I personally have no official programming qualifications whatsoever, apart from a couple of undergrad programming courses for non-computer-science students - my area of expertise is actually in mechanical engineering.

The reason I mention this is because I'm actually currently working as a software engineer for a large research organisation, where programming is my one and only responsibility. How? Because I picked up a phenomenal amount of experience simply programming as a hobby. I can't stress enough how much tinkering in my spare time has helped me land my job.

What I'm trying to get across is that what you'll learn doing actual programming is one of the most valuable experiences you can get - and it doesn't matter whether it's part of an official course, or simply messing around in your spare time.

That's also not to say that what you've learned as part of your course isn't important - it does form a valuable framework for you to build your experience upon. I certainly know that I'd be much better off with a formal computer science background - I've lost count of how many times I've been stuck on something simple, or lost track of what my boss is talking about, simply because all that was missing.

I think you'll do just fine in the "real" world.

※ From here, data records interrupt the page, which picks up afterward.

//! Bundle-level aggregates and the presentation strings stored with a bundle.

use crate::scorer::format_amount;
use crate::types::{BundleMetrics, Opportunity};

const REGIONS: &[(&str, &[&str])] = &[
    (
        "Europe",
        &[
            "France", "Germany", "United Kingdom", "Spain", "Italy", "Netherlands", "Belgium", "Sweden",
            "Norway", "Denmark", "Finland", "Poland", "Czech Republic", "Austria", "Switzerland",
        ],
    ),
    ("North America", &["United States", "Canada", "Mexico"]),
    (
        "Asia Pacific",
        &["Japan", "South Korea", "Singapore", "Australia", "New Zealand", "China", "India"],
    ),
    ("Latin America", &["Brazil", "Argentina", "Chile"]),
    ("Middle East", &["United Arab Emirates", "Saudi Arabia"]),
    ("Africa", &["South Africa"]),
];

/// Region for a country name; anything unlisted is "Other".
pub fn region_for(country: &str) -> &'static str {
    REGIONS
        .iter()
        .find(|(_, countries)| countries.contains(&country))
        .map_or("Other", |(region, _)| *region)
}

/// Investment-weighted ROI, unrounded; 0 when nothing is invested.
pub fn blended_roi(opportunities: &[Opportunity]) -> f64 {
    let total: f64 = opportunities.iter().map(Opportunity::amount).sum();
    if total <= 0.0 {
        return 0.0;
    }
    let weighted: f64 = opportunities.iter().map(|o| o.amount() * o.roi()).sum();
    weighted / total
}

fn push_unique(values: &mut Vec<String>, value: &str) {
    if !values.iter().any(|v| v == value) {
        values.push(value.to_string());
    }
}

/// Aggregate metrics for a set of opportunities. Safe on an empty set.
/// Sets keep first-seen order and contain only values that are present.
pub fn compute_metrics(opportunities: &[Opportunity]) -> BundleMetrics {
    let mut m = BundleMetrics {
        opportunity_count: opportunities.len(),
        ..BundleMetrics::default()
    };

    for opp in opportunities {
        m.total_investment += opp.amount();
        m.total_carbon_reduction += opp.carbon_reduction();
        m.total_capacity_mw += opp.capacity_mw();

        if let Some(country) = opp.country() {
            push_unique(&mut m.countries, country);
            push_unique(&mut m.regions, region_for(country));
        }
        if let Some(city) = opp.city() {
            push_unique(&mut m.cities, city);
        }
        if let Some(sector) = opp.sector() {
            push_unique(&mut m.sectors, &sector);
        }
        if let Some(tech) = opp.technology() {
            push_unique(&mut m.technologies, tech);
        }

        if let Some(start) = opp.execution_start() {
            if m.earliest_start_date.as_deref().map_or(true, |cur| start < cur) {
                m.earliest_start_date = Some(start.to_string());
            }
        }
        if let Some(end) = opp.completion() {
            if m.latest_completion_date.as_deref().map_or(true, |cur| end > cur) {
                m.latest_completion_date = Some(end.to_string());
            }
        }
    }

    m.blended_roi = (blended_roi(opportunities) * 100.0).round() / 100.0;
    let rois = opportunities.iter().map(Opportunity::roi);
    m.roi_range_min = rois.clone().reduce(f64::min).unwrap_or(0.0);
    m.roi_range_max = rois.reduce(f64::max).unwrap_or(0.0);
    if !opportunities.is_empty() {
        m.average_carbon_per_project = m.total_carbon_reduction / opportunities.len() as f64;
    }
    m.geographic_spread = m.countries.len();
    m
}

/// First sector seen in the bundle, or "unknown".
pub fn primary_sector(metrics: &BundleMetrics) -> String {
    metrics.sectors.first().cloned().unwrap_or_else(|| "unknown".to_string())
}

/// `"{Sector} Portfolio - {up to three cities}[ +N more]"`.
pub fn bundle_name(metrics: &BundleMetrics) -> String {
    let shown = metrics.cities.iter().take(3).cloned().collect::<Vec<_>>().join(", ");
    let more = metrics.cities.len().saturating_sub(3);
    let cities = if more > 0 { format!("{shown} +{more} more") } else { shown };
    format!("{} Portfolio - {cities}", title_case(&primary_sector(metrics)))
}

pub fn bundle_description(metrics: &BundleMetrics) -> String {
    format!(
        "Bundle of {} {} projects across {} cities",
        metrics.opportunity_count,
        primary_sector(metrics),
        metrics.cities.len()
    )
}

pub fn bundling_rationale(metrics: &BundleMetrics, criteria_met: &[String]) -> String {
    let criteria = criteria_met.iter().take(5).cloned().collect::<Vec<_>>().join(", ");
    format!(
        "Geographic diversification across {} countries. Blended ROI: {}%. \
         Total carbon reduction: {} tons/year. Criteria met: {criteria}",
        metrics.countries.len(),
        metrics.blended_roi,
        format_amount(metrics.total_carbon_reduction),
    )
}

/// Upper-cases the first letter of every alphabetic run: `solar_energy` -> `Solar_Energy`.
fn title_case(s: &str) -> String {
    let mut out = String::with_capacity(s.len());
    let mut boundary = true;
    for ch in s.chars() {
        if ch.is_alphabetic() {
            if boundary {
                out.extend(ch.to_uppercase());
            } else {
                out.extend(ch.to_lowercase());
            }
            boundary = false;
        } else {
            out.push(ch);
            boundary = true;
        }
    }
    out
}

You will gain experience simply by working, and any decent employer knows this and will expect no more from you than your best effort and a commitment to learning from your experience. Many employers (mine included) specifically look after their graduate recruits, using mentors and training programs to enhance that experience. And if you feel that you could use more experience, then I heartily recommend doing some tinkering in your spare time.

I'll finish by pointing out that we never really stop learning. You might be just starting on your career, but you will continue to learn and gain experience through your job, your employer, your mentors and on your own. Don't be afraid that you haven't learnt it all yet - there's plenty of time yet to be picking up experience.

All the best with your future career! Hope to find you swamping SO with job-related questions soon!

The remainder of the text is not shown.